Saturday, April 29, 2006

CEOs of the world unite!

Lately, America's Chief Executive Officers (CEOs) have adopted a form of socialism to defend their soaring pay packets -

"From each according to his ability; to each according to Towers Perrin!"

In 1980, your typical Chief Executive Officer (CEO) of an S&P 500 company earned an average of 42x the pay of their workers. In 2004, this multiple had jumped to an astonishing 431x.

In 1940, George Orwell suggested that the boss should take home no more than ten times that of his workers. This may seem a little low today but it is hard to argue that a multiple of 431x sounds right.

There are many organisations dedicated to bringing down the pay of the corporate "fat cats" but in the past. these have tended to come from the politics of envy, from the Unions (see above), from those committed to destroy the system, and from environmentalists.

This is why, this organisation is so interesting.

The Investors for Director Accountability Foundation comprises successful businesspeople such as Fred Rowe and T Boone Pickens. They would be as welcome at an anti-globalisation march as a pin-striped City broker. In their mission statement, they declare that "We are investors and capitalists. We prize the driven, egocentric, imperial CEO who builds shareholder value" and add, somewhat cheekily, that "We don't sell our stocks because a company damages a tree in Bolivia".
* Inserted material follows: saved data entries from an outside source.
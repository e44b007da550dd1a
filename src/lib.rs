//! Chat Relay
//!
//! Forwards chat messages from a front end to one of several conversational AI
//! backends, normalizes their streaming replies, and reports balance and proxy
//! configuration.

pub mod api;
pub mod backend;
pub mod config;
pub mod error;
pub mod relay;

pub use error::{AppError, Result};

use std::sync::Arc;

use relay::Relay;

/// Application state shared across all handlers
pub struct AppState {
    pub settings: Arc<config::Settings>,
    pub relay: Arc<Relay>,
}

impl AppState {
    pub fn new(settings: config::Settings, relay: Relay) -> Self {
        Self {
            settings: Arc::new(settings),
            relay: Arc::new(relay),
        }
    }
}
//! Shared "current backend" value reported to callers

use parking_lot::RwLock;
use std::sync::Arc;

use crate::backend::BackendKind;

/// Last successfully selected backend kind.
///
/// Shared by every call of one relay. Writers do not coordinate: when calls
/// requesting different engines run concurrently, the last selection to finish
/// is what gets reported.
#[derive(Debug, Clone)]
pub struct CurrentBackend {
    kind: Arc<RwLock<BackendKind>>,
}

impl CurrentBackend {
    pub fn new(initial: BackendKind) -> Self {
        Self {
            kind: Arc::new(RwLock::new(initial)),
        }
    }

    pub fn get(&self) -> BackendKind {
        *self.kind.read()
    }

    pub fn set(&self, kind: BackendKind) {
        *self.kind.write() = kind;
    }
}

impl Default for CurrentBackend {
    fn default() -> Self {
        Self::new(BackendKind::ChatGptUnofficialProxyApi)
    }
}
//! HTTP request handlers

use crate::api::models::{
    ChatProcessRequest, ConfigResponse, HealthResponse, SessionData, SessionResponse,
};
use crate::backend::ChatMessage;
use crate::error::AppError;
use crate::relay::{ChatResult, ProgressSink};
use crate::AppState;
use axum::{
    body::Body,
    extract::State,
    http::{header, HeaderMap},
    response::{IntoResponse, Response},
    Json,
};
use std::convert::Infallible;
use std::sync::Arc;
use tokio::sync::mpsc;
use tracing::{info, warn};

/// Caller address from proxy headers
fn client_ip(headers: &HeaderMap) -> Option<String> {
    headers
        .get("x-forwarded-for")
        .and_then(|v| v.to_str().ok())
        .and_then(|v| v.split(',').next())
        .or_else(|| headers.get("x-real-ip").and_then(|v| v.to_str().ok()))
        .map(|v| v.trim().to_string())
        .filter(|v| !v.is_empty())
}

/// Forward a chat message, streaming progress as newline-separated JSON
#[utoipa::path(
    post,
    path = "/chat-process",
    tag = "Chat",
    request_body = ChatProcessRequest,
    responses(
        (status = 200, description = "Newline-separated ChatMessage records; the last line is the final message or a Fail result", content_type = "application/octet-stream"),
        (status = 400, description = "Empty prompt")
    )
)]
pub async fn chat_process(
    State(state): State<Arc<AppState>>,
    headers: HeaderMap,
    Json(request): Json<ChatProcessRequest>,
) -> Response {
    if request.prompt.trim().is_empty() {
        return AppError::InvalidRequest("prompt must not be empty".to_string()).into_response();
    }

    let request = request.into_chat_request(client_ip(&headers));
    let (tx, rx) = mpsc::unbounded_channel::<String>();

    let progress_tx = tx.clone();
    let sink: ProgressSink = Arc::new(move |message: &ChatMessage| {
        if let Ok(line) = serde_json::to_string(message) {
            let _ = progress_tx.send(line);
        }
    });

    let relay = state.relay.clone();
    tokio::spawn(async move {
        let result = relay.forward(request, Some(sink)).await;
        let line = match &result {
            ChatResult::Success { data } => serde_json::to_string(data),
            ChatResult::Fail { .. } => serde_json::to_string(&result),
        };
        match line {
            Ok(line) => {
                let _ = tx.send(line);
            }
            Err(e) => warn!(error = %e, "Failed to encode chat result"),
        }
    });

    let stream = futures::stream::unfold((rx, true), |(mut rx, first)| async move {
        let line = rx.recv().await?;
        let chunk = if first { line } else { format!("\n{}", line) };
        Some((Ok::<_, Infallible>(chunk), (rx, false)))
    });

    (
        [(header::CONTENT_TYPE, "application/octet-stream")],
        Body::from_stream(stream),
    )
        .into_response()
}

/// Report backend, timeout, proxies and balance
#[utoipa::path(
    post,
    path = "/config",
    tag = "Config",
    responses((status = 200, body = ConfigResponse))
)]
pub async fn config(State(state): State<Arc<AppState>>) -> Json<ConfigResponse> {
    let data = state.relay.config().await;
    info!(model = %data.api_model, balance = %data.balance, "Reporting model config");

    Json(ConfigResponse {
        status: "Success".to_string(),
        message: None,
        data,
    })
}

/// Session information for the front end
#[utoipa::path(
    post,
    path = "/session",
    tag = "Config",
    responses((status = 200, body = SessionResponse))
)]
pub async fn session(State(state): State<Arc<AppState>>) -> Json<SessionResponse> {
    Json(SessionResponse {
        status: "Success".to_string(),
        message: None,
        data: SessionData {
            auth: false,
            model: state.relay.current_backend(),
        },
    })
}

/// Health check endpoint
#[utoipa::path(
    get,
    path = "/health",
    tag = "Health",
    responses((status = 200, body = HealthResponse))
)]
pub async fn health_check(State(state): State<Arc<AppState>>) -> Json<HealthResponse> {
    Json(HealthResponse {
        status: "healthy".to_string(),
        version: env!("CARGO_PKG_VERSION").to_string(),
        model: state.relay.current_backend(),
    })
}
However, they too are concerned at the soaring pay difference and the effect it is having on the returns of shareholders (often pensioners). They have singled out Pfizer as the most egregious example, reports the Wall Street Journal (subscription only).

CEO Hank McKinnell has served as Pfizer’s CEO for the past five years. During this time, Pfizer have paid him $79mm, guaranteed him a neat $6.5mm annual pension and watched the stock price decline by 44%.
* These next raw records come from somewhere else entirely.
//! Backend selection from the requested engine and available credentials

use std::sync::Arc;
use tracing::{debug, info, warn};

use crate::backend::official::{token_budget_for_model, DEFAULT_MODEL};
use crate::backend::{
    BackendKind, ChatBackend, ConversationStore, NetworkTransport, OfficialApiBackend,
    OfficialApiOptions, ReverseProxyBackend, ReverseProxyOptions, WebChatBackend, WebChatOptions,
};
use crate::config::RelayConfig;
use crate::error::{AppError, Result};
use crate::relay::current::CurrentBackend;

/// Decide which backend serves a request.
///
/// The web chat engine is only ever chosen explicitly. The official API needs
/// its key; when the key is missing the request falls through to the reverse
/// proxy, as do unset and unrecognized engine names.
pub fn resolve_kind(requested: Option<&str>, config: &RelayConfig) -> Result<BackendKind> {
    let requested = requested.map(str::trim).filter(|e| !e.is_empty());
    let kind = requested.and_then(BackendKind::from_engine);

    if let (Some(name), None) = (requested, kind) {
        warn!(engine = %name, "Unknown engine requested, using the reverse proxy");
    }

    match kind {
        Some(BackendKind::BingChat) => {
            if config.bing_cookie().is_none() {
                return Err(AppError::MissingCredential(
                    "BING_COOKIE is required for the BingChat engine".to_string(),
                ));
            }
            Ok(BackendKind::BingChat)
        }
        Some(BackendKind::ChatGptApi) if config.api_key().is_some() => Ok(BackendKind::ChatGptApi),
        other => {
            if other == Some(BackendKind::ChatGptApi) {
                debug!("OPENAI_API_KEY not set, falling through to the reverse proxy");
            }
            if config.access_token().is_none() {
                return Err(AppError::MissingCredential(
                    "OPENAI_ACCESS_TOKEN is required for the ChatGPTUnofficialProxyAPI engine"
                        .to_string(),
                ));
            }
            Ok(BackendKind::ChatGptUnofficialProxyApi)
        }
    }
}

/// Official API client options derived from configuration
pub fn official_options(config: &RelayConfig) -> Option<OfficialApiOptions> {
    let api_key = config.api_key()?;
    let mut options = OfficialApiOptions::new(api_key);

    options.model = config.api_model().unwrap_or(DEFAULT_MODEL).to_string();
    options.budget = token_budget_for_model(&options.model);
    if let Some(base_url) = config.api_base_url() {
        options.api_base_url = format!("{}/v1", base_url);
    }
    options.transport = NetworkTransport::from_config(config);

    Some(options)
}

/// Reverse proxy client options derived from configuration
pub fn reverse_proxy_options(config: &RelayConfig) -> Option<ReverseProxyOptions> {
    let mut options = ReverseProxyOptions::new(config.access_token()?);
    if let Some(url) = config.reverse_proxy() {
        options.api_reverse_proxy_url = url.to_string();
    }
    options.transport = NetworkTransport::from_config(config);
    Some(options)
}

/// Builds one backend client per call and records the selection
#[derive(Clone)]
pub struct Selector {
    config: Arc<RelayConfig>,
    current: CurrentBackend,
    store: ConversationStore,
}

impl Selector {
    pub fn new(config: Arc<RelayConfig>, current: CurrentBackend, store: ConversationStore) -> Self {
        Self {
            config,
            current,
            store,
        }
    }

    /// Construct the client for `requested` and mark its kind as current
    pub fn select(&self, requested: Option<&str>) -> Result<(Arc<dyn ChatBackend>, BackendKind)> {
        let kind = resolve_kind(requested, &self.config)?;
        let missing = || AppError::MissingCredential(format!("No credential configured for {}", kind));

        let backend: Arc<dyn ChatBackend> = match kind {
            BackendKind::ChatGptApi => {
                let options = official_options(&self.config).ok_or_else(missing)?;
                Arc::new(OfficialApiBackend::new(options, self.store.clone())?)
            }
            BackendKind::ChatGptUnofficialProxyApi => {
                let options = reverse_proxy_options(&self.config).ok_or_else(missing)?;
                Arc::new(ReverseProxyBackend::new(options)?)
            }
            BackendKind::BingChat => {
                let cookie = self.config.bing_cookie().ok_or_else(missing)?;
                Arc::new(WebChatBackend::new(WebChatOptions::new(cookie))?)
            }
        };

        self.current.set(kind);
        info!(backend = %kind, "Backend selected");

        Ok((backend, kind))
    }
}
Defenders of the status quo will shrug their shoulders and point to market forces. But this is just not accurate. Companies will happily pay megabucks to secure the services of a super-star CEO, but you would hardly expect a fierce bidding war to erupt were the services of Mr. McKinnell to become available.

Despite Enron and despite Worldcom, America's Boardrooms remain a cosy club where 'other people's money' is spent freely amongst themselves.

This group was set up to defend the interests of the small shareholder. But there is far more pernicious impact of the inexorable rise of CEO pay. For a system to survive, it does not need to be popular, but it must not be despised. Socialism died because those exposed to it could see the dire effects it produced. Capitalism is not yet hated, but CEO pay is a propoganda gift that the anti-globalisation Luddites can only dream of.